Nel frattempo cerchiamo insieme di capire come e perché digiunare fa bene all'organismo.

La vita si basa sui due processi fondamentali di nutrizione e eliminazione: nel momento in cui sospendiamo la nutrizione, l’organismo ha a disposizione un maggiore potenziale energetico indispensabile all’eliminazione delle scorie e dunque il digiuno diventa una importante terapia depurativa .

Il nostro metabolismo ossia quel complesso di trasformazioni biochimiche ed energetiche che avvengono nell’organismo, che riguardano le modificazioni di sostanza nelle diverse fasi del ciclo vitale (accrescimento, equilibrio, involuzione) e le trasformazioni dell’energia chimica delle sostanze alimentari in calore o in lavoro meccanico, si regge su due attività in equilibrio che si succedono e si sovrappongono continuamente: un momento sintetico, detto anabolismo, per mezzo del quale si ha la formazione della sostanza propria e specifica di ogni singolo organismo ed organo o l’immagazzinamento di materiale di riserva, a spese delle sostanze nutritive che esso riceve dall’ambiente esterno e utilizza per accrescersi, per mantenersi e per riparare la continua usura; il momento demolitivo, detto catabolismo, per mezzo del quale avviene la scomposizione dei materiali di riserva o delle sostanze specifiche dei tessuti in costituenti più semplici, con produzione di energia, gli ultimi dei quali vengono solitamente eliminati attraverso gli organi di escrezione (rene, intestino, cute, polmone).

In fisiologia si distinguono e si determinano due quote energetiche, che corrispondono rispettivamente: al metabolismo addizionale, che varia in rapporto al dispendio energetico occorrente per il lavoro muscolare, la regolazione termica, i processi digestivi; al metabolismo basale, che corrisponde al dispendio energetico minimo e irriducibile dell’organismo, ossia all’entità dei processi ossidativi globali di tutto l’organismo in condizioni basali (digiuno completo da almeno dodici ore, astensione da ogni farmaco, riposo clinostatico da almeno un’ora, temperatura ambiente sui 18-20 gradi e assoluta calma psichica). In tali condizioni il dispendio energetico è determinato dai processi ossidativi necessari al mantenimento della funzione cardiaca, respiratoria, del tono muscolare, della funzione dei reni, fegato, apparato digerente, delle ghiandole endocrine e della funzione nervosa.

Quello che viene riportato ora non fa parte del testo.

//! # Persistence Module
//!
//! ## Why This Module Exists
//! The persistence module provides the foundation for OpenRig's configuration
//! management. It defines the data models and infrastructure needed to save,
//! load, and manage rig setups across restarts: calibrated axis bounds, the
//! control-axis bindings chosen by the operator, the link to the motion
//! controller, and the device mapping. Sessions make it possible to keep
//! independent setups for different rigs or operators side by side.
//!
//! ## Key Abstractions
//! - **Session-Based Configuration**: each session is a complete snapshot of
//!   the application state in its own directory
//! - **Modular Configuration Types**: calibration, connection, and device
//!   concerns are separated for independent management
//! - **Type-Safe Serialization**: all configuration uses strongly-typed
//!   structs with serde
//!
//! ## Error Handling Strategy
//! Uses `color_eyre` for rich error context in file operations. Every
//! configuration type provides sensible defaults so the application starts
//! even with missing or corrupted configuration files: a rig with no
//! recorded calibration simply runs on the wide default bounds.

pub mod config_portal;
pub mod persistence_worker;
pub mod session_client;

use serde::{Deserialize, Serialize};
use std::collections::HashMap;
use std::path::PathBuf;

use crate::axis::{DEFAULT_MAX_POSITION, DEFAULT_MIN_POSITION};
use crate::link::LinkConfig;

/// Persisted calibration record for one motion axis.
///
/// All fields are optional: a key the operator never recorded reads as
/// absent and falls back to the documented defaults.
#[derive(Deserialize, Serialize, Clone, Debug, Default, PartialEq)]
pub struct AxisCalibration {
    /// Recorded minimum of the raw measurement range
    pub min_position: Option<f32>,
    /// Recorded maximum of the raw measurement range
    pub max_position: Option<f32>,
    /// Local control axis bound to this motion axis
    pub control_axis: Option<String>,
}

impl AxisCalibration {
    /// Recorded bounds, falling back to the uncalibrated defaults.
    pub fn bounds(&self) -> (f32, f32) {
        (
            self.min_position.unwrap_or(DEFAULT_MIN_POSITION),
            self.max_position.unwrap_or(DEFAULT_MAX_POSITION),
        )
    }
}

/// Calibration state for the whole rig, keyed by motion axis id.
#[derive(Deserialize, Serialize, Clone, Debug, Default, PartialEq)]
pub struct RigConfig {
    pub axes: HashMap<String, AxisCalibration>,
}

impl RigConfig {
    /// Calibration record for an axis; absent axes read as defaults.
    pub fn axis(&self, motion_axis_id: &str) -> AxisCalibration {
        self.axes.get(motion_axis_id).cloned().unwrap_or_default()
    }
}

/// Configuration of the link to the remote motion controller.
#[derive(Deserialize, Serialize, Clone, Debug, Default, PartialEq)]
pub struct ConnectionConfig {
    pub link: LinkConfig,
}

/// Metadata and state information for a configuration session.
///
/// Contains session management information separate from actual
/// configuration data, so sessions can be listed and switched without
/// loading their full contents.
#[derive(Deserialize, Serialize, Clone, Default, Debug)]
pub struct SessionConfig {
    /// Name of the current session
    pub session_name: String,
    /// Previously active session for fallback scenarios
    pub last_session: Option<String>,
    /// Filesystem path to the session directory
    pub path: PathBuf,
    /// Registry of all known sessions and their paths
    pub available_sessions: HashMap<String, PathBuf>,
}

/// Contents of the top-level main_config.toml.
#[derive(Deserialize, Serialize, Clone, Default, Debug)]
pub struct MainConfig {
    /// Session to restore on the next start
    pub last_session: Option<String>,
}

Orbene durante il digiuno l’organismo tratta le risorse dei propri tessuti con la massima economia possibile per cui il metabolismo totale cala velocemente nei primi due giorni e successivamente più lentamente, ma non si arresta in quanto se ciò succedesse sopravverrebbe la morte. Dato che l’organismo è in riposo viene quindi ridotto, ma il metabolismo basale è mantenuto. “L’indice metabolico si riduce così sensibilmente che l’uomo può espellere calore fino a circa 2300 calorie al dì” (Shelton). In questo modo in digiuno esercita un’azione riequilibrante sui meccanismi biochimici di tutte le cellule del nostro organismo, riportando i tessuti ad uno stato di equilibrio omeostatico dinamico che è la base del benessere. Questo equilibrio omeostatico è proprio il risultato del bilancio fra i processi di assimilazione (anabolismo) e i processi di distruzione cellulare (catabolismo) con la conseguente eliminazione dei residui metabolici.

Se i processi assimilativi divengono più intensi dei processi distruttivi o di eliminazione, sia ha il disequilibrio che provoca l’accumulo e tutte le sostanze che una cellula non può utilizzare diventano tossiche. Abbiamo in tal modo un primo stadio di intossicazione cellulare che costituisce la base fisiologica per l’instaurarsi delle malattie; l’astenersi da cibo quindi consente al corpo di riposare e cominciare a eliminare le sostanze di scarto che si sono accumulate negli anni con l’alimentazione sbagliata e con lo stress continuato.

Ma vediamo come durante il digiuno, visto che il corpo ha bisogno sia di fonti energetiche, per il mantenimento delle funzioni biologiche fondamentali, sia di sostanze organiche per riparare l’usura continua degli organi e dei tessuti, l’organismo attinga alle proprie riserve di grasso, proteine, glicogeno, vitamine e sali minerali.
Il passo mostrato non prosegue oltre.